KKCY
- Colusa, California; United States;
- Broadcast area: Yuba City-Marysville-Colusa-Oroville
- Frequency: 103.1 MHz (HD Radio)
- Branding: 103.1 KKCY

Programming
- Format: Country
- Subchannels: HD2: Oldies "95.5 YTO"
- Affiliations: Westwood One

Ownership
- Owner: Results Radio of Chico Licensee, LLC

History
- First air date: 1989
- Former call signs: KKLU (1989–1990)
- Former frequencies: 96.5 MHz (1989–1990)

Technical information
- Licensing authority: FCC
- Facility ID: 52507
- Class: A
- ERP: 135 watts
- HAAT: 599 meters (1,965 ft)
- Transmitter coordinates: 39°12′21″N 121°49′11″W﻿ / ﻿39.20583°N 121.81972°W
- Translator: HD2: 95.5 K238AV (Yuba City)

Links
- Public license information: Public file; LMS;
- Website: www.kkcy.com; 955yto.com (HD2);

= KKCY =

KKCY (103.1 FM) is a radio station broadcasting a country music format.
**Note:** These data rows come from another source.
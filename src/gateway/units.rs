//! Conversion between ledger minor units and whatever unit a gateway endpoint speaks.

use bigdecimal::{BigDecimal, ToPrimitive};
use serde_json::Value;
use std::fmt;
use std::str::FromStr;
use thiserror::Error;

#[derive(Debug, Clone, Copy, PartialEq, Eq)]
pub enum AmountUnit {
    /// Integer kobo.
    Minor,
    /// Naira as a decimal with at most two places.
    Major,
}

impl FromStr for AmountUnit {
    type Err = String;

    fn from_str(s: &str) -> Result<Self, Self::Err> {
        match s.to_lowercase().as_str() {
            "minor" | "kobo" => Ok(AmountUnit::Minor),
            "major" | "naira" => Ok(AmountUnit::Major),
            other => Err(format!("unknown amount unit: {other}")),
        }
    }
}

impl fmt::Display for AmountUnit {
    fn fmt(&self, f: &mut fmt::Formatter<'_>) -> fmt::Result {
        match self {
            AmountUnit::Minor => f.write_str("minor"),
            AmountUnit::Major => f.write_str("major"),
        }
    }
}

/// Unit per gateway operation family.
#[derive(Debug, Clone, Copy, PartialEq, Eq)]
pub struct GatewayUnits {
    pub deposit: AmountUnit,
    pub charge: AmountUnit,
    pub transfer: AmountUnit,
    pub webhook: AmountUnit,
}

impl Default for GatewayUnits {
    fn default() -> Self {
        Self {
            deposit: AmountUnit::Minor,
            charge: AmountUnit::Minor,
            transfer: AmountUnit::Minor,
            webhook: AmountUnit::Minor,
        }
    }
}

#[derive(Debug, Clone, PartialEq, Eq, Error)]
pub enum UnitError {
    #[error("amount {0} has precision below one minor unit")]
    SubMinorPrecision(String),
    #[error("amount {0} is not a number")]
    NotANumber(String),
    #[error("amount {0} is out of range")]
    OutOfRange(String),
}

impl AmountUnit {
    /// JSON value to send for a minor-unit amount.
    pub fn to_gateway(&self, minor: i64) -> Value {
        match self {
            AmountUnit::Minor => Value::from(minor),
            AmountUnit::Major => {
                let major = BigDecimal::new(minor.into(), 2);
                Value::String(major.with_scale(2).to_string())
            }
        }
    }

    /// Parse a gateway amount (JSON number or numeric string) into minor units.
    pub fn from_gateway(&self, value: &Value) -> Result<i64, UnitError> {
        let raw = match value {
            Value::Number(n) => n.to_string(),
            Value::String(s) => s.trim().to_string(),
            other => return Err(UnitError::NotANumber(other.to_string())),
        };
        let parsed =
            BigDecimal::from_str(&raw).map_err(|_| UnitError::NotANumber(raw.clone()))?;
        let minor = match self {
            AmountUnit::Minor => parsed,
            AmountUnit::Major => parsed * BigDecimal::from(100),
        };
        if !minor.is_integer() {
            return Err(UnitError::SubMinorPrecision(raw));
        }
        match minor.to_i64() {
            Some(value) if value >= 0 => Ok(value),
            _ => Err(UnitError::OutOfRange(raw)),
        }
    }
}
Licensed to Colusa, California, United States, the station serves the Yuba City-Marysville area. The station is currently owned by Results Radio of Chico Licensee, LLC and features programming from Westwood One . The KKCY morning team of Dave & Briggs has anchored the station since 2003.

==History==
The station went on the air as KKLU at 96.5 MHz on 1989-06-05, from its co-located studio and transmitter site in downtown Colusa. In January 1990, KKLU changed frequency to 103.1 and later that year, significantly increased coverage (now heard from Chico to Sacramento), when it began transmitting from the Sutter Buttes. On 1990-09-08, the station changed its call sign to the current KKCY.

Previous logo

==KKCY-HD2==
KKCY’s sister station 95.5 YTO broadcasts on the KKCY HD2 subchannel and is rebroadcast on translator K238AV at 95.5 FM.

On November 4, 2024, KKCY-HD2 changed their format from top 40/CHR to oldies, branded as "95.5 YTO".